Going through the data, count each line that has the word "Subscription". Reply with the total and nothing more.

[Saved data entries]
####

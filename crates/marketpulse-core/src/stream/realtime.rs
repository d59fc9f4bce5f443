use std::sync::atomic::{AtomicU32, Ordering};
use std::sync::{Arc, Mutex};
use std::time::Duration;

use serde::{Deserialize, Serialize};
use tokio::sync::watch;
use tokio::task::JoinHandle;
use tokio::time::{Instant, MissedTickBehavior};
use tokio_util::sync::CancellationToken;

use super::transport::{Connection, TokenSource, Transport};
use super::{
    direction, observation, CloseReason, ConnectionState, RollingAverages, StreamProvider,
    Subscription, SubscriberSet, TickCallback,
};
use crate::domain::{Instrument, MarketObservation, UtcDateTime};
use crate::MarketDataError;

/// Heartbeat and reconnect policy of the real-time provider.
#[derive(Debug, Clone, Copy, PartialEq, Eq)]
pub struct RealtimeSettings {
    pub heartbeat_interval: Duration,
    pub max_reconnect_attempts: u32,
    /// Reconnect attempt `n` waits `reconnect_delay * n`.
    pub reconnect_delay: Duration,
}

impl Default for RealtimeSettings {
    fn default() -> Self {
        Self {
            heartbeat_interval: Duration::from_secs(30),
            max_reconnect_attempts: 5,
            reconnect_delay: Duration::from_secs(1),
        }
    }
}

impl RealtimeSettings {
    pub fn reconnect_delay_for(&self, attempt: u32) -> Duration {
        self.reconnect_delay.saturating_mul(attempt.max(1))
    }
}

#[derive(Debug, Serialize)]
#[serde(tag = "type", rename_all = "lowercase")]
enum OutboundMessage<'a> {
    Subscribe { token: &'a str, symbols: [&'a str; 1] },
    Ping,
}

impl OutboundMessage<'_> {
    fn encode(&self) -> String {
        serde_json::to_string(self).expect("outbound frames always serialize")
    }
}

#[derive(Debug, Deserialize)]
#[serde(tag = "type", rename_all = "lowercase")]
enum InboundMessage {
    Trade {
        #[serde(default)]
        symbol: Option<String>,
        price: f64,
        #[serde(default)]
        volume: Option<u64>,
        #[serde(default)]
        timestamp: Option<String>,
    },
    #[serde(other)]
    Other,
}

/// Turns inbound trade messages into observations.
struct FeedDecoder {
    symbol: &'static str,
    last_price: Option<f64>,
    averages: RollingAverages,
}

impl FeedDecoder {
    fn new(symbol: &'static str) -> Self {
        Self {
            symbol,
            last_price: None,
            averages: RollingAverages::default(),
        }
    }

    /// `Ok(None)` for well-formed messages that carry no trade for this feed.
    fn decode(&mut self, text: &str) -> Result<Option<MarketObservation>, MarketDataError> {
        let message: InboundMessage =
            serde_json::from_str(text).map_err(|error| MarketDataError::Parse(error.to_string()))?;

        let InboundMessage::Trade {
            symbol,
            price,
            volume,
            timestamp,
        } = message
        else {
            return Ok(None);
        };

        if symbol.as_deref().is_some_and(|symbol| symbol != self.symbol) {
            return Ok(None);
        }
        if !price.is_finite() || price < 0.0 {
            return Err(MarketDataError::Parse(format!("price {price} is not a valid quote")));
        }
        let timestamp = match timestamp {
            Some(raw) => UtcDateTime::parse(&raw).ok_or_else(|| {
                MarketDataError::Parse(format!("timestamp '{raw}' is not RFC3339"))
            })?,
            None => UtcDateTime::now(),
        };

        let change = match self.last_price {
            Some(last) if last > 0.0 => (price - last) / last,
            _ => 0.0,
        };
        self.last_price = Some(price);

        Ok(Some(observation(
            timestamp.format_rfc3339(),
            price,
            volume.unwrap_or(0),
            change,
            change.abs(),
            direction(change),
            self.averages.push(price),
        )))
    }
}

enum SessionEnd {
    Cancelled,
    Failed(MarketDataError),
}

struct FeedWorker {
    instrument: Instrument,
    settings: RealtimeSettings,
    transport: Arc<dyn Transport>,
    tokens: Arc<dyn TokenSource>,
    subscribers: SubscriberSet,
    state: watch::Sender<ConnectionState>,
    attempts: Arc<AtomicU32>,
    cancel: CancellationToken,
    decoder: FeedDecoder,
}

impl FeedWorker {
    async fn run(mut self) {
        loop {
            self.set_state(ConnectionState::Connecting);
            let error = match self.session().await {
                SessionEnd::Cancelled => return,
                SessionEnd::Failed(error) => error,
            };
            if self.cancel.is_cancelled() {
                return;
            }

            let attempts = self.attempts.load(Ordering::SeqCst);
            if attempts >= self.settings.max_reconnect_attempts {
                self.set_state(ConnectionState::Closed(CloseReason::GivenUp));
                tracing::error!(
                    instrument = %self.instrument,
                    attempts,
                    %error,
                    "real-time feed gave up reconnecting"
                );
                return;
            }

            let attempt = attempts + 1;
            self.attempts.store(attempt, Ordering::SeqCst);
            let delay = self.settings.reconnect_delay_for(attempt);
            self.set_state(ConnectionState::Closed(CloseReason::Reconnecting));
            tracing::warn!(
                instrument = %self.instrument,
                attempt,
                delay_ms = delay.as_millis() as u64,
                code = error.code(),
                %error,
                "real-time feed closed, scheduling reconnect"
            );

            tokio::select! {
                _ = self.cancel.cancelled() => return,
                _ = tokio::time::sleep(delay) => {}
            }
        }
    }

    /// Publishes `next` unless the provider was already disconnected.
    fn set_state(&self, next: ConnectionState) {
        self.state.send_if_modified(|current| {
            if *current == ConnectionState::Closed(CloseReason::Disconnected) || *current == next {
                return false;
            }
            *current = next;
            true
        });
    }

    async fn session(&mut self) -> SessionEnd {
        let token = tokio::select! {
            _ = self.cancel.cancelled() => return SessionEnd::Cancelled,
            token = self.tokens.acquire() => token,
        };
        let token = match token {
            Ok(token) => token,
            Err(MarketDataError::Authentication(message)) => {
                return SessionEnd::Failed(MarketDataError::Authentication(message))
            }
            Err(other) => {
                return SessionEnd::Failed(MarketDataError::Authentication(other.to_string()))
            }
        };

        let connected = tokio::select! {
            _ = self.cancel.cancelled() => return SessionEnd::Cancelled,
            connected = self.transport.connect() => connected,
        };
        let mut connection = match connected {
            Ok(connection) => connection,
            Err(error) => return SessionEnd::Failed(error),
        };

        let subscribe = OutboundMessage::Subscribe {
            token: &token,
            symbols: [self.instrument.external_symbol()],
        };
        if let Err(error) = connection.send(subscribe.encode()).await {
            return SessionEnd::Failed(error);
        }

        self.attempts.store(0, Ordering::SeqCst);
        self.set_state(ConnectionState::Open);
        tracing::info!(
            instrument = %self.instrument,
            symbol = self.decoder.symbol,
            "real-time feed open"
        );

        let end = self.pump(connection.as_mut()).await;
        if matches!(end, SessionEnd::Cancelled) {
            connection.close().await;
        }
        end
    }

    /// Reads frames and sends heartbeats until the connection ends.
    async fn pump(&mut self, connection: &mut dyn Connection) -> SessionEnd {
        let period = self.settings.heartbeat_interval;
        let mut heartbeat = tokio::time::interval_at(Instant::now() + period, period);
        heartbeat.set_missed_tick_behavior(MissedTickBehavior::Delay);

        loop {
            tokio::select! {
                biased;
                _ = self.cancel.cancelled() => return SessionEnd::Cancelled,
                _ = heartbeat.tick() => {
                    if let Err(error) = connection.send(OutboundMessage::Ping.encode()).await {
                        return SessionEnd::Failed(error);
                    }
                }
                frame = connection.recv() => match frame {
                    Some(Ok(text)) => self.handle_frame(&text),
                    Some(Err(error)) => return SessionEnd::Failed(error),
                    None => {
                        return SessionEnd::Failed(MarketDataError::Transport(String::from(
                            "connection closed by peer",
                        )))
                    }
                },
            }
        }
    }

    fn handle_frame(&mut self, text: &str) {
        match self.decoder.decode(text) {
            Ok(Some(tick)) => {
                self.subscribers.broadcast(&tick);
            }
            Ok(None) => {}
            Err(error) => {
                tracing::warn!(
                    instrument = %self.instrument,
                    code = error.code(),
                    %error,
                    "dropping stream message"
                );
            }
        }
    }
}

/// Reconnecting client of the real-time feed.
///
/// Token and transport failures share one policy: up to
/// `max_reconnect_attempts` reconnects with linearly growing delays, the
/// counter resetting on every successful open. When the budget is spent the
/// provider stays in `Closed(GivenUp)`.
pub struct RealtimeProvider {
    instrument: Instrument,
    subscribers: SubscriberSet,
    state: watch::Sender<ConnectionState>,
    attempts: Arc<AtomicU32>,
    cancel: CancellationToken,
    task: Mutex<Option<JoinHandle<()>>>,
}

impl RealtimeProvider {
    pub fn connect(
        instrument: Instrument,
        settings: RealtimeSettings,
        transport: Arc<dyn Transport>,
        tokens: Arc<dyn TokenSource>,
    ) -> Arc<Self> {
        let (state, _) = watch::channel(ConnectionState::Connecting);
        let provider = Arc::new(Self {
            instrument,
            subscribers: SubscriberSet::new(),
            state: state.clone(),
            attempts: Arc::new(AtomicU32::new(0)),
            cancel: CancellationToken::new(),
            task: Mutex::new(None),
        });

        let worker = FeedWorker {
            instrument,
            settings,
            transport,
            tokens,
            subscribers: provider.subscribers.clone(),
            state,
            attempts: Arc::clone(&provider.attempts),
            cancel: provider.cancel.clone(),
            decoder: FeedDecoder::new(instrument.external_symbol()),
        };
        let task = tokio::spawn(worker.run());
        *provider.task.lock().expect("realtime task lock is not poisoned") = Some(task);
        provider
    }

    /// Reconnect attempts since the last successful open.
    pub fn reconnect_attempts(&self) -> u32 {
        self.attempts.load(Ordering::SeqCst)
    }
}

impl StreamProvider for RealtimeProvider {
    fn instrument(&self) -> Instrument {
        self.instrument
    }

    fn subscribe(&self, callback: TickCallback) -> Subscription {
        self.subscribers.subscribe(callback)
    }

    fn subscriber_count(&self) -> usize {
        self.subscribers.len()
    }

    fn state(&self) -> ConnectionState {
        *self.state.borrow()
    }

    fn state_changes(&self) -> watch::Receiver<ConnectionState> {
        self.state.subscribe()
    }

    fn disconnect(&self) {
        if self.cancel.is_cancelled() {
            return;
        }
        // The worker observes cancellation, stops its heartbeat, and closes
        // the open connection itself.
        self.cancel.cancel();
        drop(
            self.task
                .lock()
                .expect("realtime task lock is not poisoned")
                .take(),
        );
        self.subscribers.close();
        self.state
            .send_replace(ConnectionState::Closed(CloseReason::Disconnected));
        tracing::info!(instrument = %self.instrument, "real-time feed disconnected");
    }
}

impl Drop for RealtimeProvider {
    fn drop(&mut self) {
        self.cancel.cancel();
    }
}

####

• [Solution for this problem]: 2